Bu girişim milli bir görevdir, milli bir duruş
gerektirir, bu görev aynı zamanda ciddi bir sorumluluk, özveri ve cesaret de gerektiriyor,
zira bu kulvarı meşgul edenlerin katırları ürkebilir, bu da işin riski, çünkü kimse
iktidarı paylaşmak, rolünü kaptırmak istemez, hele ki elinde gücü olanlar.
Risklere rağmen sorumluluk alacak
aydınların çözüm ile ilgili gerçekçi veriler üretmesi için mevcut parti ve
örgütlerden bağımsız çalışması gerek, zira her parti ve örgüt ütopyaları
uğruna millileşme ve direnme potansiyelimizi törpüleyerek mevcut statükoyu
bugüne kadar taşıyarak sorunu kronikleştirmiştir.

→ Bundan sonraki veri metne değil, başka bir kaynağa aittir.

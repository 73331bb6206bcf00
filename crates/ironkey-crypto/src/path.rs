//! Canonical derivation-path strings.
//!
//! A path names exactly one derived key:
//!
//! ```text
//! ik:v1:<curve>/<account>/<role>/<index>
//! ```
//!
//! Parsing is strict: only the canonical rendering is accepted (no leading
//! zeros, no whitespace, known curve and role names only), so
//! `DerivationPath::parse` and `Display` are exact inverses in both
//! directions. Pure string work, no I/O.
//!
//! # Invariants
//!
//! - Role names map through the fixed v1 table below. The table is
//!   compatibility-critical: changing a discriminant invalidates every key
//!   derived under the old mapping. Role strings are never hashed.
//! - A path is an immutable value type; derivation is a pure function of
//!   `(seed, path)`.

use std::{fmt, str::FromStr};

use serde::{Deserialize, Deserializer, Serialize, Serializer, de};

use crate::error::DeriveError;

/// Prefix carried by every canonical v1 path string.
pub const PATH_PREFIX: &str = "ik:v1:";

/// Curve branch a path derives on.
///
/// The two branches use different KDF constructions and are never
/// cross-used: Ed25519 keys sign, X25519 keys agree.
#[derive(Debug, Clone, Copy, PartialEq, Eq, Hash, Serialize, Deserialize)]
#[serde(rename_all = "lowercase")]
pub enum Curve {
    /// Signing/identity branch (hardened HMAC-SHA512 chain)
    Ed25519,
    /// Key-agreement branch (flat HKDF-SHA512)
    X25519,
}

impl Curve {
    /// Canonical lowercase name used in path strings.
    pub fn name(self) -> &'static str {
        match self {
            Self::Ed25519 => "ed25519",
            Self::X25519 => "x25519",
        }
    }

    /// Tag prepended to short-fingerprint display strings.
    pub fn fingerprint_tag(self) -> &'static str {
        match self {
            Self::Ed25519 => "ed1",
            Self::X25519 => "x1",
        }
    }

    /// Inverse of [`Curve::name`].
    pub fn from_name(name: &str) -> Option<Self> {
        match name {
            "ed25519" => Some(Self::Ed25519),
            "x25519" => Some(Self::X25519),
            _ => None,
        }
    }

    /// Inverse of [`Curve::fingerprint_tag`].
    pub fn from_fingerprint_tag(tag: &str) -> Option<Self> {
        match tag {
            "ed1" => Some(Self::Ed25519),
            "x1" => Some(Self::X25519),
            _ => None,
        }
    }
}

impl fmt::Display for Curve {
    fn fmt(&self, f: &mut fmt::Formatter<'_>) -> fmt::Result {
        f.write_str(self.name())
    }
}

/// Key role within an account.
///
/// The discriminants are the v1 role table: the integers fed into the
/// hardened Ed25519 chain. Frozen — see the module docs.
#[derive(Debug, Clone, Copy, PartialEq, Eq, Hash, Serialize, Deserialize)]
#[serde(rename_all = "lowercase")]
#[repr(u32)]
pub enum Role {
    /// Long-lived identity key
    Identity = 0,
    /// Day-to-day signing key
    Signing = 1,
    /// Envelope encryption key
    Encryption = 2,
    /// Login/session authentication key
    Authentication = 3,
    /// Account recovery key
    Recovery = 4,
}

impl Role {
    /// Every role in the v1 table.
    pub const ALL: [Role; 5] =
        [Self::Identity, Self::Signing, Self::Encryption, Self::Authentication, Self::Recovery];

    /// Canonical lowercase name used in path strings.
    pub fn name(self) -> &'static str {
        match self {
            Self::Identity => "identity",
            Self::Signing => "signing",
            Self::Encryption => "encryption",
            Self::Authentication => "authentication",
            Self::Recovery => "recovery",
        }
    }

    /// Fixed integer fed into the hardened chain for this role.
    pub fn chain_id(self) -> u32 {
        self as u32
    }

    /// Inverse of [`Role::name`].
    pub fn from_name(name: &str) -> Option<Self> {
        Self::ALL.into_iter().find(|role| role.name() == name)
    }
}

impl fmt::Display for Role {
    fn fmt(&self, f: &mut fmt::Formatter<'_>) -> fmt::Result {
        f.write_str(self.name())
    }
}

/// One derivation path: `(curve, account, role, index)`.
///
/// Immutable value type. `Display` renders the canonical string and
/// [`DerivationPath::parse`] accepts exactly that rendering.
#[derive(Debug, Clone, PartialEq, Eq, Hash)]
pub struct DerivationPath {
    /// Curve branch
    pub curve: Curve,
    /// Account number
    pub account: u32,
    /// Role within the account
    pub role: Role,
    /// Rotation index (incremented by key rotation, never reset)
    pub index: u32,
}

impl DerivationPath {
    /// Build a path from its components.
    pub fn new(curve: Curve, account: u32, role: Role, index: u32) -> Self {
        Self { curve, account, role, index }
    }

    /// Parse a canonical path string.
    ///
    /// # Errors
    ///
    /// `InvalidPath` unless `s` is exactly `ik:v1:<curve>/<account>/<role>/
    /// <index>` with a known curve, a role from the v1 table, and canonical
    /// decimal integers (no leading zeros, no signs).
    pub fn parse(s: &str) -> Result<Self, DeriveError> {
        let Some(rest) = s.strip_prefix(PATH_PREFIX) else {
            return Err(DeriveError::invalid_path(s, format!("missing `{PATH_PREFIX}` prefix")));
        };

        let mut segments = rest.split('/');
        let (Some(curve), Some(account), Some(role), Some(index), None) = (
            segments.next(),
            segments.next(),
            segments.next(),
            segments.next(),
            segments.next(),
        ) else {
            return Err(DeriveError::invalid_path(s, "expected <curve>/<account>/<role>/<index>"));
        };

        let curve = Curve::from_name(curve)
            .ok_or_else(|| DeriveError::invalid_path(s, format!("unknown curve `{curve}`")))?;
        let account = parse_u32(account, "account", s)?;
        let role = Role::from_name(role)
            .ok_or_else(|| DeriveError::invalid_path(s, format!("unknown role `{role}`")))?;
        let index = parse_u32(index, "index", s)?;

        Ok(Self { curve, account, role, index })
    }
}

/// Canonical decimal `u32`: ASCII digits only, no leading zeros except `0`.
fn parse_u32(segment: &str, what: &str, path: &str) -> Result<u32, DeriveError> {
    let canonical = !segment.is_empty()
        && segment.bytes().all(|b| b.is_ascii_digit())
        && (segment.len() == 1 || !segment.starts_with('0'));
    if !canonical {
        return Err(DeriveError::invalid_path(
            path,
            format!("{what} `{segment}` is not a canonical decimal integer"),
        ));
    }
    segment
        .parse()
        .map_err(|_| DeriveError::invalid_path(path, format!("{what} `{segment}` exceeds u32")))
}

impl fmt::Display for DerivationPath {
    fn fmt(&self, f: &mut fmt::Formatter<'_>) -> fmt::Result {
        write!(f, "{PATH_PREFIX}{}/{}/{}/{}", self.curve, self.account, self.role, self.index)
    }
}

impl FromStr for DerivationPath {
    type Err = DeriveError;

    fn from_str(s: &str) -> Result<Self, Self::Err> {
        Self::parse(s)
    }
}

// Serialized as the canonical string so the persistence collaborator sees
// `{path: String, ...}` rows.
impl Serialize for DerivationPath {
    fn serialize<S: Serializer>(&self, serializer: S) -> Result<S::Ok, S::Error> {
        serializer.collect_str(self)
    }
}

impl<'de> Deserialize<'de> for DerivationPath {
    fn deserialize<D: Deserializer<'de>>(deserializer: D) -> Result<Self, D::Error> {
        let s = String::deserialize(deserializer)?;
        Self::parse(&s).map_err(de::Error::custom)
    }
}

#[cfg(test)]
mod tests {
    use super::*;

    #[test]
    fn parse_builds_exact_inverse() {
        let path = DerivationPath::new(Curve::Ed25519, 0, Role::Identity, 0);
        assert_eq!(path.to_string(), "ik:v1:ed25519/0/identity/0");
        assert_eq!(DerivationPath::parse("ik:v1:ed25519/0/identity/0").unwrap(), path);
    }

    #[test]
    fn round_trip_all_roles_and_curves() {
        for curve in [Curve::Ed25519, Curve::X25519] {
            for role in Role::ALL {
                let path = DerivationPath::new(curve, 7, role, 42);
                assert_eq!(DerivationPath::parse(&path.to_string()).unwrap(), path);
            }
        }
    }

    #[test]
    fn round_trip_boundary_integers() {
        let path = DerivationPath::new(Curve::X25519, u32::MAX, Role::Encryption, u32::MAX);
        assert_eq!(DerivationPath::parse(&path.to_string()).unwrap(), path);
    }

    #[test]
    fn rejects_wrong_prefix() {
        for s in ["ed25519/0/identity/0", "ik:v2:ed25519/0/identity/0", "IK:v1:ed25519/0/identity/0"] {
            assert!(matches!(DerivationPath::parse(s), Err(DeriveError::InvalidPath { .. })), "{s}");
        }
    }

    #[test]
    fn rejects_unknown_curve_and_role() {
        assert!(DerivationPath::parse("ik:v1:secp256k1/0/identity/0").is_err());
        assert!(DerivationPath::parse("ik:v1:ed25519/0/treasury/0").is_err());
    }

    #[test]
    fn rejects_non_canonical_integers() {
        for s in [
            "ik:v1:ed25519/00/identity/0",
            "ik:v1:ed25519/0/identity/01",
            "ik:v1:ed25519/+1/identity/0",
            "ik:v1:ed25519/0x1/identity/0",
            "ik:v1:ed25519/ 0/identity/0",
            "ik:v1:ed25519//identity/0",
            "ik:v1:ed25519/4294967296/identity/0",
        ] {
            assert!(DerivationPath::parse(s).is_err(), "{s}");
        }
    }

    #[test]
    fn rejects_wrong_segment_count() {
        assert!(DerivationPath::parse("ik:v1:ed25519/0/identity").is_err());
        assert!(DerivationPath::parse("ik:v1:ed25519/0/identity/0/9").is_err());
    }

    #[test]
    fn role_table_is_frozen() {
        // v1 mapping; any change here breaks every derived key.
        assert_eq!(Role::Identity.chain_id(), 0);
        assert_eq!(Role::Signing.chain_id(), 1);
        assert_eq!(Role::Encryption.chain_id(), 2);
        assert_eq!(Role::Authentication.chain_id(), 3);
        assert_eq!(Role::Recovery.chain_id(), 4);
    }

    #[test]
    fn fingerprint_tags() {
        assert_eq!(Curve::Ed25519.fingerprint_tag(), "ed1");
        assert_eq!(Curve::X25519.fingerprint_tag(), "x1");
        assert_eq!(Curve::from_fingerprint_tag("ed1"), Some(Curve::Ed25519));
        assert_eq!(Curve::from_fingerprint_tag("x1"), Some(Curve::X25519));
        assert_eq!(Curve::from_fingerprint_tag("ed2"), None);
    }

    #[test]
    fn serde_uses_canonical_string() {
        let path = DerivationPath::new(Curve::X25519, 1, Role::Encryption, 3);
        let json = serde_json::to_string(&path).unwrap();
        assert_eq!(json, "\"ik:v1:x25519/1/encryption/3\"");
        let back: DerivationPath = serde_json::from_str(&json).unwrap();
        assert_eq!(back, path);
    }
}
//! Path → fingerprint → lifecycle bookkeeping.
//!
//! The registry holds no secret material. `register` derives once to
//! record a fingerprint and discards the secret (unless the opt-in cache
//! is enabled); `resolve` re-derives on demand from the seed source. A
//! compromise of persisted bookkeeping therefore leaks structure — which
//! paths exist and their states — but no key bytes.
//!
//! # Concurrency
//!
//! Mutating operations take `&mut self` and need external mutual
//! exclusion. `resolve`/`encryption_key` take `&self` and can run against
//! a shared snapshot.

use std::{collections::HashMap, time::SystemTime};

use ironkey_crypto::{
    Curve, DerivationPath, Fingerprint, KeyPair, Role, SecretKey, ShortFingerprint, derive,
};
use serde::{Deserialize, Serialize};
use tracing::{info, warn};

use crate::{error::RegistryError, lifecycle::LifecycleState, seed::SeedSource};

/// Bookkeeping row for one registered key. Holds no secret material.
#[derive(Debug, Clone, PartialEq, Eq, Serialize, Deserialize)]
pub struct RegisteredKey {
    /// Derivation path the key lives at
    pub path: DerivationPath,
    /// Full fingerprint of the derived public key
    pub fingerprint: Fingerprint,
    /// Short display form used as a lookup handle
    pub short: ShortFingerprint,
    /// Current lifecycle state
    pub state: LifecycleState,
    /// Registration time
    pub created_at: SystemTime,
}

/// Registry behavior switches.
#[derive(Debug, Clone, Copy, Default)]
pub struct RegistryConfig {
    /// Keep derived keypairs in memory instead of re-deriving per resolve.
    ///
    /// Off by default: the secret then exists only for the duration of
    /// each call. Enable only where the caller's threat model accepts
    /// long-lived secrets in process memory.
    pub cache_secrets: bool,
}

/// Key registry: lifecycle state machine over derivation paths.
#[derive(Debug)]
pub struct KeyRegistry<S> {
    seed_source: S,
    config: RegistryConfig,
    keys: HashMap<DerivationPath, RegisteredKey>,
    /// Rows revoked by [`KeyRegistry::rotate_all`]; kept for the
    /// persistence collaborator, no longer resolvable under the new seed.
    retired: Vec<RegisteredKey>,
    cache: HashMap<DerivationPath, KeyPair>,
}

impl<S: SeedSource> KeyRegistry<S> {
    /// Create a registry with default configuration (no secret cache).
    pub fn new(seed_source: S) -> Self {
        Self::with_config(seed_source, RegistryConfig::default())
    }

    /// Create a registry with explicit configuration.
    pub fn with_config(seed_source: S, config: RegistryConfig) -> Self {
        Self {
            seed_source,
            config,
            keys: HashMap::new(),
            retired: Vec::new(),
            cache: HashMap::new(),
        }
    }

    /// Register a path: derive once, record the fingerprint, discard the
    /// secret.
    ///
    /// New keys start `Inactive`; see [`KeyRegistry::activate`].
    ///
    /// # Errors
    ///
    /// - `AlreadyRegistered` if the path has a row
    /// - `SeedUnavailable` / derivation errors from the one-time derive
    pub fn register(&mut self, path: DerivationPath) -> Result<&RegisteredKey, RegistryError> {
        if self.keys.contains_key(&path) {
            return Err(RegistryError::AlreadyRegistered { path: path.to_string() });
        }

        let pair = self.derive_pair(&path)?;
        let fingerprint = Fingerprint::of(&pair.public);
        let short = fingerprint.short(path.curve);

        if self.keys.values().any(|record| record.short == short) {
            warn!(%short, "short-fingerprint prefix collision among registered keys");
        }
        if self.config.cache_secrets {
            self.cache.insert(path.clone(), pair);
        }

        let record = RegisteredKey {
            path: path.clone(),
            fingerprint,
            short,
            state: LifecycleState::Inactive,
            created_at: SystemTime::now(),
        };
        info!(path = %record.path, fingerprint = %record.fingerprint, "registered key");

        Ok(self.keys.entry(path).or_insert(record))
    }

    /// Make `path` the current key for its `(curve, account, role)` line.
    ///
    /// Any sibling that was `Active` is deprecated: a role line has at
    /// most one active key.
    ///
    /// # Errors
    ///
    /// - `KeyNotFound` for an unregistered path
    /// - `InvalidTransition` unless the key is `Inactive`
    pub fn activate(&mut self, path: &DerivationPath) -> Result<(), RegistryError> {
        let current = self
            .keys
            .get(path)
            .ok_or_else(|| RegistryError::KeyNotFound { query: path.to_string() })?
            .state;
        if !current.can_transition(LifecycleState::Active) {
            return Err(RegistryError::InvalidTransition {
                path: path.to_string(),
                from: current,
                to: LifecycleState::Active,
            });
        }

        for record in self.keys.values_mut() {
            if record.path != *path
                && record.state == LifecycleState::Active
                && same_line(&record.path, path)
            {
                record.state = LifecycleState::Deprecated;
                info!(path = %record.path, "deprecated superseded key");
            }
        }
        if let Some(record) = self.keys.get_mut(path) {
            record.state = LifecycleState::Active;
            info!(path = %record.path, "activated key");
        }
        Ok(())
    }

    /// Re-derive the keypair for a full or short fingerprint string.
    ///
    /// Keys in any lifecycle state resolve — deprecated and revoked keys
    /// stay available for decrypting pre-existing envelopes. Short-form
    /// matches are re-verified against the recorded full digest.
    ///
    /// # Errors
    ///
    /// - `KeyNotFound` if nothing matches (or re-verification fails)
    /// - `FingerprintCollision` if a short form matches several rows
    pub fn resolve(&self, query: &str) -> Result<KeyPair, RegistryError> {
        let record = self.find_record(query)?;
        self.derive_verified(record, query)
    }

    /// [`KeyRegistry::resolve`] for an already-parsed short fingerprint.
    pub fn resolve_short(&self, short: &ShortFingerprint) -> Result<KeyPair, RegistryError> {
        let record = self.find_by_short(short)?;
        self.derive_verified(record, &short.to_string())
    }

    /// Resolve a key for use as a *new* encryption target.
    ///
    /// # Errors
    ///
    /// `NotEncryptable` for any non-`Active` key — revoked and deprecated
    /// keys keep resolving through [`KeyRegistry::resolve`] but are never
    /// offered for new envelopes.
    pub fn encryption_key(&self, query: &str) -> Result<KeyPair, RegistryError> {
        let record = self.find_record(query)?;
        if !record.state.is_encryption_target() {
            return Err(RegistryError::NotEncryptable {
                path: record.path.to_string(),
                state: record.state,
            });
        }
        self.derive_verified(record, query)
    }

    /// Rotate the active key of a role line to the next index.
    ///
    /// The old key becomes `Deprecated` (still derivable, still resolving
    /// for old envelopes); the successor is registered and activated.
    /// Returns the successor path.
    ///
    /// # Errors
    ///
    /// - `KeyNotFound` if the line has no active key
    /// - `IndexExhausted` at index `u32::MAX`
    pub fn rotate(
        &mut self,
        curve: Curve,
        account: u32,
        role: Role,
    ) -> Result<DerivationPath, RegistryError> {
        let current = self
            .keys
            .values()
            .find(|record| {
                record.state == LifecycleState::Active
                    && record.path.curve == curve
                    && record.path.account == account
                    && record.path.role == role
            })
            .ok_or_else(|| RegistryError::KeyNotFound {
                query: format!("active {curve} key for account {account} role {role}"),
            })?;

        let old_path = current.path.clone();
        let next_index = old_path
            .index
            .checked_add(1)
            .ok_or_else(|| RegistryError::IndexExhausted { path: old_path.to_string() })?;
        let next = DerivationPath::new(curve, account, role, next_index);

        self.register(next.clone())?;
        self.activate(&next)?;

        info!(old = %old_path, new = %next, "rotated key");
        Ok(next)
    }

    /// Move a key to `Revoked`. Idempotent: revoking a revoked key is a
    /// no-op. Derivability is untouched — the path still resolves for
    /// historical decryption.
    ///
    /// # Errors
    ///
    /// `KeyNotFound` for an unregistered path.
    pub fn revoke(&mut self, path: &DerivationPath) -> Result<(), RegistryError> {
        let record = self
            .keys
            .get_mut(path)
            .ok_or_else(|| RegistryError::KeyNotFound { query: path.to_string() })?;
        if record.state == LifecycleState::Revoked {
            return Ok(());
        }

        record.state = LifecycleState::Revoked;
        self.cache.remove(path);
        info!(%path, "revoked key");
        Ok(())
    }

    /// Suspected-seed-compromise response: revoke every key, swap in a new
    /// seed source, and register + activate a fresh index-0 key for every
    /// role line that existed under the old seed.
    ///
    /// The revoked rows remain visible through [`KeyRegistry::records`]
    /// for the persistence collaborator, but no longer resolve here — a
    /// caller that still needs historical decryption keeps a registry per
    /// seed generation.
    pub fn rotate_all(&mut self, new_source: S) -> Result<Vec<DerivationPath>, RegistryError> {
        let mut lines: Vec<(Curve, u32, Role)> = Vec::new();
        for record in self.keys.values() {
            let line = (record.path.curve, record.path.account, record.path.role);
            if !lines.contains(&line) {
                lines.push(line);
            }
        }

        for (_, mut record) in std::mem::take(&mut self.keys) {
            record.state = LifecycleState::Revoked;
            self.retired.push(record);
        }
        self.cache.clear();
        self.seed_source = new_source;

        let mut fresh = Vec::with_capacity(lines.len());
        for (curve, account, role) in lines {
            let path = DerivationPath::new(curve, account, role, 0);
            self.register(path.clone())?;
            self.activate(&path)?;
            fresh.push(path);
        }

        warn!(
            revoked = self.retired.len(),
            fresh = fresh.len(),
            "rotated all keys under a new seed"
        );
        Ok(fresh)
    }

    /// Bookkeeping row for a path, if registered.
    pub fn get(&self, path: &DerivationPath) -> Option<&RegisteredKey> {
        self.keys.get(path)
    }

    /// All bookkeeping rows, retired ones first — the input for the
    /// persistence collaborator.
    pub fn records(&self) -> impl Iterator<Item = &RegisteredKey> {
        self.retired.iter().chain(self.keys.values())
    }

    /// Resolver closure for [`ironkey_crypto::envelope::open`].
    ///
    /// Returns secrets only for registered handles; collisions and
    /// re-verification failures resolve to `None`, which the opener
    /// treats as "key not held".
    pub fn envelope_resolver(&self) -> impl Fn(&ShortFingerprint) -> Option<SecretKey> + '_ {
        |short| self.resolve_short(short).ok().map(|pair| pair.secret)
    }

    /// Re-derive and verify against the recorded full digest.
    ///
    /// Short-form lookups only guarantee a 10-byte prefix; the full
    /// digest comparison is what makes the result trustworthy. A mismatch
    /// also catches a seed source that changed since registration.
    fn derive_verified(
        &self,
        record: &RegisteredKey,
        query: &str,
    ) -> Result<KeyPair, RegistryError> {
        let pair = self.derive_pair(&record.path)?;
        if Fingerprint::of(&pair.public) != record.fingerprint {
            return Err(RegistryError::KeyNotFound { query: query.to_string() });
        }
        Ok(pair)
    }

    fn derive_pair(&self, path: &DerivationPath) -> Result<KeyPair, RegistryError> {
        if let Some(pair) = self.cache.get(path) {
            return Ok(pair.clone());
        }
        let seed = self.seed_source.seed()?;
        Ok(derive(seed.as_bytes(), path)?)
    }

    fn find_record(&self, query: &str) -> Result<&RegisteredKey, RegistryError> {
        if let Ok(short) = query.parse::<ShortFingerprint>() {
            return self.find_by_short(&short);
        }
        self.keys
            .values()
            .find(|record| record.fingerprint.full() == query)
            .ok_or_else(|| RegistryError::KeyNotFound { query: query.to_string() })
    }

    fn find_by_short(&self, short: &ShortFingerprint) -> Result<&RegisteredKey, RegistryError> {
        let mut candidates = self.keys.values().filter(|record| record.short == *short);
        let Some(first) = candidates.next() else {
            return Err(RegistryError::KeyNotFound { query: short.to_string() });
        };
        if candidates.next().is_some() {
            warn!(%short, "short-fingerprint collision on lookup");
            return Err(RegistryError::FingerprintCollision { short: short.to_string() });
        }
        Ok(first)
    }
}

/// Same `(curve, account, role)` rotation line.
fn same_line(a: &DerivationPath, b: &DerivationPath) -> bool {
    a.curve == b.curve && a.account == b.account && a.role == b.role
}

Bu nedenle, Kürd aydınlarının inisiyatif yüklenmesi zorunluluk
arz ediyor, bu sorumluluğu taşıyan Kürd elitlerinin girişime katkı sunmaları siyasetin
dezenformasyonla yönlendirdiği toplumsal zihni kirden kurtaracak ve siyasette
belirleyici olan halk inisiyatifi hakim kılınarak gerçek bir demokrasi ve gerçekçi bir çözüm –ancak- bu girişimle mümkün kılınacaktır.

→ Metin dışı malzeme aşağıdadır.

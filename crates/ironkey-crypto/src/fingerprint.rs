//! Public-key fingerprints: SHA-256 digests with Base58 display forms.
//!
//! A fingerprint is the SHA-256 of a 32-byte public key. It has exactly two
//! display encodings, never separate storage:
//!
//! - full: Base58 of all 32 digest bytes
//! - short: `<tag>-` + Base58 of the first 10 digest bytes, tag `ed1`/`x1`
//!
//! The short form is a lookup and display aid only. Only 10 of 32 bytes are
//! recoverable from it, so it is never a canonical identifier: anything
//! resolved by short form must have its full digest re-verified.

use std::{fmt, str::FromStr};

use serde::{Deserialize, Deserializer, Serialize, Serializer, de};
use sha2::{Digest, Sha256};
use thiserror::Error;

use crate::{derive::PublicKey, path::Curve};

/// Digest bytes encoded in the short display form.
pub const SHORT_PREFIX_LEN: usize = 10;

/// SHA-256 digest of a public key.
#[derive(Debug, Clone, Copy, PartialEq, Eq, Hash)]
pub struct Fingerprint([u8; 32]);

impl Fingerprint {
    /// Fingerprint a public key.
    pub fn of(public: &PublicKey) -> Self {
        Self(Sha256::digest(public.as_bytes()).into())
    }

    /// Wrap raw digest bytes.
    pub fn from_bytes(bytes: [u8; 32]) -> Self {
        Self(bytes)
    }

    /// Raw digest bytes.
    pub fn as_bytes(&self) -> &[u8; 32] {
        &self.0
    }

    /// Full display form: Base58 of all 32 bytes.
    pub fn full(&self) -> String {
        bs58::encode(&self.0).into_string()
    }

    /// Short display form for the given curve's tag.
    pub fn short(&self, curve: Curve) -> ShortFingerprint {
        let mut prefix = [0u8; SHORT_PREFIX_LEN];
        prefix.copy_from_slice(&self.0[..SHORT_PREFIX_LEN]);
        ShortFingerprint { curve, prefix }
    }
}

impl fmt::Display for Fingerprint {
    fn fmt(&self, f: &mut fmt::Formatter<'_>) -> fmt::Result {
        f.write_str(&self.full())
    }
}

// Serialized as the full Base58 string, matching the persisted
// `{fingerprint: String}` record shape.
impl Serialize for Fingerprint {
    fn serialize<S: Serializer>(&self, serializer: S) -> Result<S::Ok, S::Error> {
        serializer.collect_str(self)
    }
}

impl<'de> Deserialize<'de> for Fingerprint {
    fn deserialize<D: Deserializer<'de>>(deserializer: D) -> Result<Self, D::Error> {
        let s = String::deserialize(deserializer)?;
        let bytes = bs58::decode(&s).into_vec().map_err(de::Error::custom)?;
        let bytes: [u8; 32] = bytes
            .try_into()
            .map_err(|_| de::Error::custom("fingerprint must decode to 32 bytes"))?;
        Ok(Self(bytes))
    }
}

/// Tagged 10-byte fingerprint prefix: `ed1-…` / `x1-…`.
#[derive(Debug, Clone, PartialEq, Eq, Hash)]
pub struct ShortFingerprint {
    curve: Curve,
    prefix: [u8; SHORT_PREFIX_LEN],
}

impl ShortFingerprint {
    /// Curve tag carried by this short form.
    pub fn curve(&self) -> Curve {
        self.curve
    }

    /// The encoded digest prefix.
    pub fn prefix(&self) -> &[u8; SHORT_PREFIX_LEN] {
        &self.prefix
    }

    /// True if this short form is a prefix of `full`.
    ///
    /// A `true` here is a candidate match only — callers must still compare
    /// the re-derived full digest before trusting the key.
    pub fn matches(&self, full: &Fingerprint) -> bool {
        full.as_bytes().starts_with(&self.prefix)
    }
}

impl fmt::Display for ShortFingerprint {
    fn fmt(&self, f: &mut fmt::Formatter<'_>) -> fmt::Result {
        write!(f, "{}-{}", self.curve.fingerprint_tag(), bs58::encode(&self.prefix).into_string())
    }
}

/// Error from parsing a short-fingerprint display string.
#[derive(Debug, Error, Clone, PartialEq, Eq)]
#[error("invalid short fingerprint `{input}`: {reason}")]
pub struct ShortFingerprintParseError {
    /// The rejected input
    pub input: String,
    /// What made it invalid
    pub reason: &'static str,
}

impl FromStr for ShortFingerprint {
    type Err = ShortFingerprintParseError;

    fn from_str(s: &str) -> Result<Self, Self::Err> {
        let reject = |reason| ShortFingerprintParseError { input: s.to_string(), reason };

        let (tag, digits) = s.split_once('-').ok_or_else(|| reject("missing `-` separator"))?;
        let curve = Curve::from_fingerprint_tag(tag).ok_or_else(|| reject("unknown tag"))?;
        let bytes =
            bs58::decode(digits).into_vec().map_err(|_| reject("prefix is not Base58"))?;
        let prefix: [u8; SHORT_PREFIX_LEN] =
            bytes.try_into().map_err(|_| reject("prefix must decode to 10 bytes"))?;

        Ok(Self { curve, prefix })
    }
}

impl Serialize for ShortFingerprint {
    fn serialize<S: Serializer>(&self, serializer: S) -> Result<S::Ok, S::Error> {
        serializer.collect_str(self)
    }
}

impl<'de> Deserialize<'de> for ShortFingerprint {
    fn deserialize<D: Deserializer<'de>>(deserializer: D) -> Result<Self, D::Error> {
        let s = String::deserialize(deserializer)?;
        s.parse().map_err(de::Error::custom)
    }
}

Demokrasilerde iktidarın efendisi halk ise, bunun
yolunu açan da elbette aydınlardır. Çünkü aydınlar halkı bilgilendirmek ve
yönlendirmek için düşün ve yazım alanında hizmet vererek en etkin muhalefet ve idarenin
gerçekleşmesine ön ayak olurlar.
Aydın
sorumluluğu:
Zor bir görevdir,
zira yeri gelince tek başına saldırı ve risklere karşı ayakta
durabilmeyi de başarmak gerek. Kendine yönelik kaygılardan çok toplum için
kaygı duyan, tanık olduğu sorunları
umursayan, önemseyen ve yaşamın her alanında sorunlara çözümler üreten kişi
olmak özveri ve cesaret ister. Bu nedenle de zordur. Sadece cesaret değil, yaşadığı sorunlara analitik düşünceyle
çözümler üreterek toplumu doğru bilgilendirmekle beraber kültürün
geliştirilmesi, korunması ve gelecek kuşaklara aktarılmasında da aktarıcı rol
üstlenebilecek birikim, donanım ve yetiye sahip olmak gerek. Bu kriterlere
sahip biri, misyonu gereği toplumda ileriye yönelik değişim ve dönüşüme alan
yaratır, bu sebeptendir ki aydın kişi kendisinin efendisidir, egemen otorite ve
mahalle baskısının etkisinde kalmadan ve sorumluluğuna yönelik tepkileri
kişiselleştirmeden, başkalarının
kendisiyle ilgili ne düşündüğü ve söylediğinden çok toplumsal sorunlar
konusunda ne düşünülmesi gerektiğini dikkate alır…
Gerçeği bu, ancak piyasadaki aydın enflasyonu farklı bir tablo gösteriyor!
Sertifikalı
aydınlar:
Resmi ya da gayri resmi ideolojinin belirlediği
eğitim sürecinden geçerek statü kazanan kalemşörlere “sertifikalı aydın” demek yanlış olmasa gerek. İman ettikleri otoriteye karşı sorumluluk, vefa ve çıkar duygusuyla yaklaştıkları için
yukarıdaki kriterlere uymazlar, zira bunlar devlet, din, cemaat, örgüt, parti
ve ideolojilere tabidirler. Hâkim kültür ve düşünce tarzının yaygınlaştırılması
için görüşlerini şekillendirip yayacakları araç ve olanaklara da sahiptirler. Egemen
kesimin çıkarlarını gözeten kural ve değer yargılarını benimseyecek tarzda
eğitilmiş olmaları sebebiyle de temsil ettikleri hâkim ideolojiyi tartışmadan
yandaş özgürlüğünü “herkesin özgürlüğü
ve demokrasisi ” olarak lanse ederler, çünkü geçim kaynakları bu !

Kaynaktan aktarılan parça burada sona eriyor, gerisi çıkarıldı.